-- Opening Marker --

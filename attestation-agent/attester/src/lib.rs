// Copyright (c) 2022 Alibaba Cloud
//
// SPDX-License-Identifier: Apache-2.0
//

//! # Attester
//!
//! Produces hardware evidence for the TEE this process runs in. The
//! platform is detected once, when the [`EvidenceCollector`] is built, and
//! the resolved [`Platform`] is carried explicitly from then on.

use std::fmt;

use serde::{Deserialize, Serialize};

pub mod error;
pub mod sample;

#[cfg(feature = "az-snp-vtpm-attester")]
pub mod az_snp_vtpm;

#[cfg(feature = "az-tdx-vtpm-attester")]
pub mod az_tdx_vtpm;

#[cfg(feature = "cca-attester")]
pub mod cca;

#[cfg(feature = "tdx-attester")]
pub mod tdx;

#[cfg(feature = "sgx-attester")]
pub mod sgx_dcap;

#[cfg(feature = "snp-attester")]
pub mod snp;

#[cfg(feature = "tsm-report")]
pub mod tsm_report;

#[cfg(feature = "se-attester")]
pub mod se;

pub use error::{EvidenceError, Result};

/// TEE platform tags, serialized with the names a KBS expects in the
/// `tee` field of a request.
#[derive(
    Serialize,
    Deserialize,
    Debug,
    Clone,
    Copy,
    PartialEq,
    Eq,
    Hash,
    strum::Display,
    strum::EnumString,
)]
#[serde(rename_all = "lowercase")]
#[strum(serialize_all = "lowercase")]
pub enum Platform {
    Sample,
    Tdx,
    #[serde(rename = "snp")]
    #[strum(serialize = "snp")]
    SevSnp,
    Sgx,
    AzSnpVtpm,
    AzTdxVtpm,
    Se,
    Cca,
}

impl Platform {
    pub fn is_hardware(&self) -> bool {
        *self != Platform::Sample
    }
}

pub(crate) type TeeEvidence = serde_json::Value;

pub(crate) type BoxedAttester = Box<dyn Attester + Send + Sync>;

#[async_trait::async_trait]
pub(crate) trait Attester {
    /// Call the hardware driver to get the hardware specific evidence.
    /// `report_data` is bound into the evidence to avoid replay.
    async fn get_evidence(&self, report_data: Vec<u8>) -> Result<TeeEvidence>;
}

impl TryFrom<Platform> for BoxedAttester {
    type Error = EvidenceError;

    fn try_from(value: Platform) -> Result<Self> {
        let attester: BoxedAttester = match value {
            Platform::Sample => Box::<sample::SampleAttester>::default(),
            #[cfg(feature = "tdx-attester")]
            Platform::Tdx => Box::<tdx::TdxAttester>::default(),
            #[cfg(feature = "sgx-attester")]
            Platform::Sgx => Box::<sgx_dcap::SgxDcapAttester>::default(),
            #[cfg(feature = "az-snp-vtpm-attester")]
            Platform::AzSnpVtpm => Box::<az_snp_vtpm::AzSnpVtpmAttester>::default(),
            #[cfg(feature = "az-tdx-vtpm-attester")]
            Platform::AzTdxVtpm => Box::<az_tdx_vtpm::AzTdxVtpmAttester>::default(),
            #[cfg(feature = "cca-attester")]
            Platform::Cca => Box::<cca::CcaAttester>::default(),
            #[cfg(feature = "snp-attester")]
            Platform::SevSnp => Box::<snp::SnpAttester>::default(),
            #[cfg(feature = "se-attester")]
            Platform::Se => Box::<se::SeAttester>::default(),
            #[allow(unreachable_patterns)]
            other => return Err(EvidenceError::Unsupported(other)),
        };

        Ok(attester)
    }
}

/// Probe the hardware attesters in priority order. A permission failure
/// while probing is returned as is: it means a TEE is present but the
/// process is not allowed to use it.
pub fn detect_hardware() -> Result<Platform> {
    #[cfg(feature = "tdx-attester")]
    if tdx::detect_platform()? {
        return Ok(Platform::Tdx);
    }

    #[cfg(feature = "sgx-attester")]
    if sgx_dcap::detect_platform() {
        return Ok(Platform::Sgx);
    }

    #[cfg(feature = "az-tdx-vtpm-attester")]
    if az_tdx_vtpm::detect_platform() {
        return Ok(Platform::AzTdxVtpm);
    }

    #[cfg(feature = "az-snp-vtpm-attester")]
    if az_snp_vtpm::detect_platform() {
        return Ok(Platform::AzSnpVtpm);
    }

    #[cfg(feature = "snp-attester")]
    if snp::detect_platform()? {
        return Ok(Platform::SevSnp);
    }

    #[cfg(feature = "cca-attester")]
    if cca::detect_platform()? {
        return Ok(Platform::Cca);
    }

    #[cfg(feature = "se-attester")]
    if se::detect_platform() {
        return Ok(Platform::Se);
    }

    Err(EvidenceError::NoPlatformDetected)
}

/// Detect which TEE platform this process runs in, downgrading to
/// [`Platform::Sample`] when no hardware is found.
pub fn detect_platform() -> Result<Platform> {
    match detect_hardware() {
        Err(EvidenceError::NoPlatformDetected) => {
            log::warn!(
                "No TEE platform detected. Sample Attester will be used.
         The evidence produced from now on carries NO hardware confidentiality guarantee.
         If you are expecting to collect evidence from inside a confidential guest,
         either your guest is not configured correctly, or this runner was not built
         with support for the platform.

         Attestation will continue using the fallback sample attester."
            );
            Ok(Platform::Sample)
        }
        other => other,
    }
}

/// Attestation evidence of one platform, serialized as the JSON document
/// the KBS verifier for that platform expects.
pub struct Evidence {
    pub platform: Platform,
    pub data: Vec<u8>,
}

impl Evidence {
    /// Consume the evidence as a JSON value for an attestation request.
    pub fn into_json(self) -> Result<serde_json::Value> {
        Ok(serde_json::from_slice(&self.data)?)
    }
}

impl fmt::Debug for Evidence {
    fn fmt(&self, f: &mut fmt::Formatter<'_>) -> fmt::Result {
        f.debug_struct("Evidence")
            .field("platform", &self.platform)
            .field("len", &self.data.len())
            .finish()
    }
}

/// Entry point of the crate: owns the attester of the platform detected
/// at construction.
pub struct EvidenceCollector {
    platform: Platform,
    attester: BoxedAttester,
}

impl EvidenceCollector {
    pub fn new() -> Result<Self> {
        Self::with_platform(detect_platform()?)
    }

    pub fn with_platform(platform: Platform) -> Result<Self> {
        Ok(Self {
            platform,
            attester: platform.try_into()?,
        })
    }

    pub fn platform(&self) -> Platform {
        self.platform
    }

    /// Collect evidence with `report_data` bound into it. Every call
    /// produces fresh evidence.
    pub async fn collect_evidence(&self, report_data: Vec<u8>) -> Result<Evidence> {
        let evidence = self.attester.get_evidence(report_data).await?;
        let data = serde_json::to_vec(&evidence)?;
        log::debug!("collected {} evidence ({} bytes)", self.platform, data.len());

        Ok(Evidence {
            platform: self.platform,
            data,
        })
    }
}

-- Closing Marker --

- What you are asked to do
Looking at the records above, work out how many lines hold "strum" and write only that number.

- Response
4